Back in the XVIII century, when the Marquis de Vauban designed and implemented a revolutionary system of fortifications and defenses, little did he know that his designs would earn him international recognition throughout the centuries, as today there are tens of citadels built by the system that bears his name. One of the most spectacular such fortresses is Alba Carolina – the largest citadel in Romania, located in the city of Alba Iulia.
Such is the complexity of this ample landmark that, for the sake of convenience, visits to the citadel have been organized into six separate tours, each with a theme of its own. One of these tours is dedicated to the heroic figures of Horea, Closca, and Crisan, leaders of a major peasant revolt of the XVIII century. It includes the prison cell that Horea was detained in, embedded in the pedestal of the grand statue representing the Austrian emperor Carol VI – erected at Gate III of the Alba Carolina citadel – as well as the gaols, located on the south-eastern flank of the Eugene of Savoy bastion, complete with the scaffold where Horea and Closca were executed on a breaking wheel.
Another tour walks visitors through the seven gates of the Vaubam citadel, as well as the various constructions of historical importance located nearby. Each of the gates has something worthy of note: Gate I, for instance, is beautifully shaped as a triumphal arch; Gate II has three entries, open in the upper half; Gate III, the largest and most impressive of them, is decorated with intricate carvings on both facades; Gate IV is the only one of the west side gates that was honored with Baroque style decorations; Gate V, built in a deceptively simple style, is completed by a bridge that connects the Saint Michael ravelin to the counterguard; Gate VI has earned its fame as the King’s Gate since it served as entry to king Ferdinand and queen Mary on their coronation day; finally, Gate VII, which was only recently uncovered, is a massive tunnel that was used both for procurement purposes and to allow the cavalry to exit the citadel in large numbers when urgent action was required.

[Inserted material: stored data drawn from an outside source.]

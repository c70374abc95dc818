use thiserror::Error;

use super::types::BlockNum;

/// Storage engine error types
#[derive(Error, Debug)]
pub enum StoreError {
    // ========== Storage Errors ==========
    #[error("I/O error: {0}")]
    Io(#[from] std::io::Error),

    #[error("Index out of bound")]
    OutOfBound,

    #[error("Block {0} is not resident in the buffer pool")]
    BlockNotInBuffer(BlockNum),

    #[error("Disk is full, no unused block available")]
    DiskFull,

    #[error("Block {0} has an unexpected block type")]
    InvalidBlock(BlockNum),

    #[error("Invalid disk image")]
    InvalidDiskImage,

    #[error("Invalid configuration: {0}")]
    InvalidConfig(String),

    // ========== Catalog Errors ==========
    #[error("Open relation table is full")]
    CacheFull,

    #[error("Relation is not open")]
    RelNotOpen,

    #[error("Relation is open")]
    RelOpen,

    #[error("Relation does not exist")]
    RelNotExist,

    #[error("Relation already exists")]
    RelExist,

    #[error("Attribute does not exist")]
    AttrNotExist,

    #[error("Attribute already exists")]
    AttrExist,

    #[error("Duplicate attribute name")]
    DuplicateAttr,

    #[error("Maximum number of relations reached")]
    MaxRelations,

    #[error("Catalog corrupted: {0}")]
    CatalogCorrupted(String),

    // ========== Access Errors ==========
    #[error("Operation not permitted")]
    NotPermitted,

    #[error("Search found no matching record")]
    NotFound,

    #[error("Attribute count mismatch: expected {expected}, got {actual}")]
    AttrCountMismatch { expected: usize, actual: usize },

    #[error("Attribute type mismatch")]
    AttrTypeMismatch,

    #[error("Value exceeds the {max} byte attribute limit")]
    ValueTooLong { max: usize },

    #[error("Attribute has no index")]
    NoIndex,
}

pub type Result<T> = std::result::Result<T, StoreError>;
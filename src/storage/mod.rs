pub mod block;
pub mod disk;
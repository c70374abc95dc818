//! Integration tests for the buffer pool

use std::sync::Arc;

use relstore::buffer::BufferPool;
use relstore::catalog;
use relstore::common::{BlockNum, StoreError, BLOCK_SIZE};
use relstore::storage::block::BlockType;
use relstore::storage::disk::{DiskManager, DiskStore, MemoryDisk};
use tempfile::NamedTempFile;

fn create_pool(capacity: usize) -> (BufferPool, Arc<MemoryDisk>) {
    let disk = Arc::new(MemoryDisk::new(64));
    catalog::format(&*disk).unwrap();
    let pool = BufferPool::new(capacity, Box::new(Arc::clone(&disk))).unwrap();
    (pool, disk)
}

fn read_from_disk(disk: &dyn DiskStore, block: u32) -> Vec<u8> {
    let mut data = vec![0u8; BLOCK_SIZE];
    disk.read_block(BlockNum::new(block), &mut data).unwrap();
    data
}

#[test]
fn test_pool_reads_allocation_map() {
    let (pool, _disk) = create_pool(4);
    assert_eq!(pool.block_type(BlockNum::new(0)), Some(BlockType::Bmap));
    assert_eq!(pool.block_type(BlockNum::new(4)), Some(BlockType::Rec));
    assert_eq!(pool.block_type(BlockNum::new(5)), Some(BlockType::Rec));
    assert_eq!(pool.block_type(BlockNum::new(6)), Some(BlockType::Unused));
    assert_eq!(pool.block_type(BlockNum::new(64)), None);
}

#[test]
fn test_unformatted_disk_rejected() {
    let disk = MemoryDisk::new(64);
    assert!(matches!(
        BufferPool::new(4, Box::new(disk)),
        Err(StoreError::InvalidDiskImage)
    ));
}

#[test]
fn test_lru_evicts_least_recently_touched() {
    let (mut pool, _disk) = create_pool(4);
    for block in 10..14 {
        pool.load(BlockNum::new(block)).unwrap();
    }
    // 11 is now the oldest
    pool.load(BlockNum::new(10)).unwrap();
    pool.load(BlockNum::new(14)).unwrap();

    assert!(!pool.is_resident(BlockNum::new(11)));
    for block in [10, 12, 13, 14] {
        assert!(pool.is_resident(BlockNum::new(block)));
    }

    pool.load(BlockNum::new(15)).unwrap();
    assert!(!pool.is_resident(BlockNum::new(12)));
}

#[test]
fn test_dirty_block_written_back_before_reuse() {
    let (mut pool, disk) = create_pool(4);
    pool.load_mut(BlockNum::new(20)).unwrap()[..5].copy_from_slice(b"dirty");
    for block in 21..24 {
        pool.load(BlockNum::new(block)).unwrap();
    }
    assert_eq!(&read_from_disk(&*disk, 20)[..5], &[0u8; 5]);

    let writes = disk.get_num_writes();
    pool.load(BlockNum::new(24)).unwrap();
    assert!(!pool.is_resident(BlockNum::new(20)));
    assert_eq!(disk.get_num_writes(), writes + 1);
    assert_eq!(&read_from_disk(&*disk, 20)[..5], b"dirty");

    // reloading reads the written-back contents
    assert_eq!(&pool.load(BlockNum::new(20)).unwrap()[..5], b"dirty");
}

#[test]
fn test_clean_eviction_does_not_write() {
    let (mut pool, disk) = create_pool(2);
    let writes = disk.get_num_writes();
    for block in 30..40 {
        pool.load(BlockNum::new(block)).unwrap();
    }
    assert_eq!(disk.get_num_writes(), writes);
    assert_eq!(pool.free_frame_count(), 0);
}

#[test]
fn test_release_discards_changes() {
    let (mut pool, disk) = create_pool(4);
    pool.load_mut(BlockNum::new(12)).unwrap()[0] = 0xEE;
    assert!(pool.release(BlockNum::new(12)));
    assert!(!pool.release(BlockNum::new(12)));

    pool.flush_all().unwrap();
    assert_eq!(read_from_disk(&*disk, 12)[0], 0);
}

#[test]
fn test_mark_dirty_requires_resident_block() {
    let (mut pool, _disk) = create_pool(4);
    assert!(matches!(
        pool.mark_dirty(BlockNum::new(7)),
        Err(StoreError::BlockNotInBuffer(_))
    ));
    pool.load(BlockNum::new(7)).unwrap();
    pool.mark_dirty(BlockNum::new(7)).unwrap();
    assert_eq!(pool.is_dirty(BlockNum::new(7)), Some(true));
}

#[test]
fn test_out_of_range_load() {
    let (mut pool, _disk) = create_pool(4);
    assert!(matches!(pool.load(BlockNum::new(64)), Err(StoreError::OutOfBound)));
}

#[test]
fn test_flush_all_persists_to_file() {
    let temp_file = NamedTempFile::new().unwrap();
    let path = temp_file.path().to_path_buf();

    {
        let disk = DiskManager::create(&path, 32).unwrap();
        catalog::format(&disk).unwrap();
        let mut pool = BufferPool::new(4, Box::new(disk)).unwrap();
        pool.load_mut(BlockNum::new(17)).unwrap()[..4].copy_from_slice(b"keep");
        pool.alloc_map_mut().set(BlockNum::new(17), BlockType::Rec);
        pool.flush_all().unwrap();
        assert_eq!(pool.is_dirty(BlockNum::new(17)), Some(false));
    }

    let disk = DiskManager::open(&path).unwrap();
    assert_eq!(&read_from_disk(&disk, 17)[..4], b"keep");
    let pool = BufferPool::new(4, Box::new(disk)).unwrap();
    assert_eq!(pool.block_type(BlockNum::new(17)), Some(BlockType::Rec));
}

A third and fourth tour focus on the southern and northern sides of the defense moat surrounding the fortress, which constitutes a genuine dendrological park thanks to the over 70 species of plants and shrubs growing here. The northern tour has the added attraction of two superbly landscaped gardens, a Roman one and a Japanese one, as well as a statue of a XVIII century drummer. However, by far the most spectacular of all the sights is the star-shaped citadel itself, a monumental construction that may be visited in its entire splendor in the tour of the three fortifications.
To go on this tour is to enjoy a live lesson in history and military engineering. The three fortifications in the name refer to the fact that, as it stands today, the Alba Carolina citadel is a series of three successive constructions, each of them incorporating fragments from the previous one. The oldest is the Roman castrum, followed by the medieval stronghold, further expanded in the XVIII century into a Vauban citadel. The mastermind of this latter project was prince Eugene of Savoy, who, however, failed to complete the construction, choosing to redirect funds towards other fortifications before having erected the fourth line of defense. Further works were carried out towards the end of the XVIII century under the supervision of general Bohn, but these too were interrupted before reaching their full completion.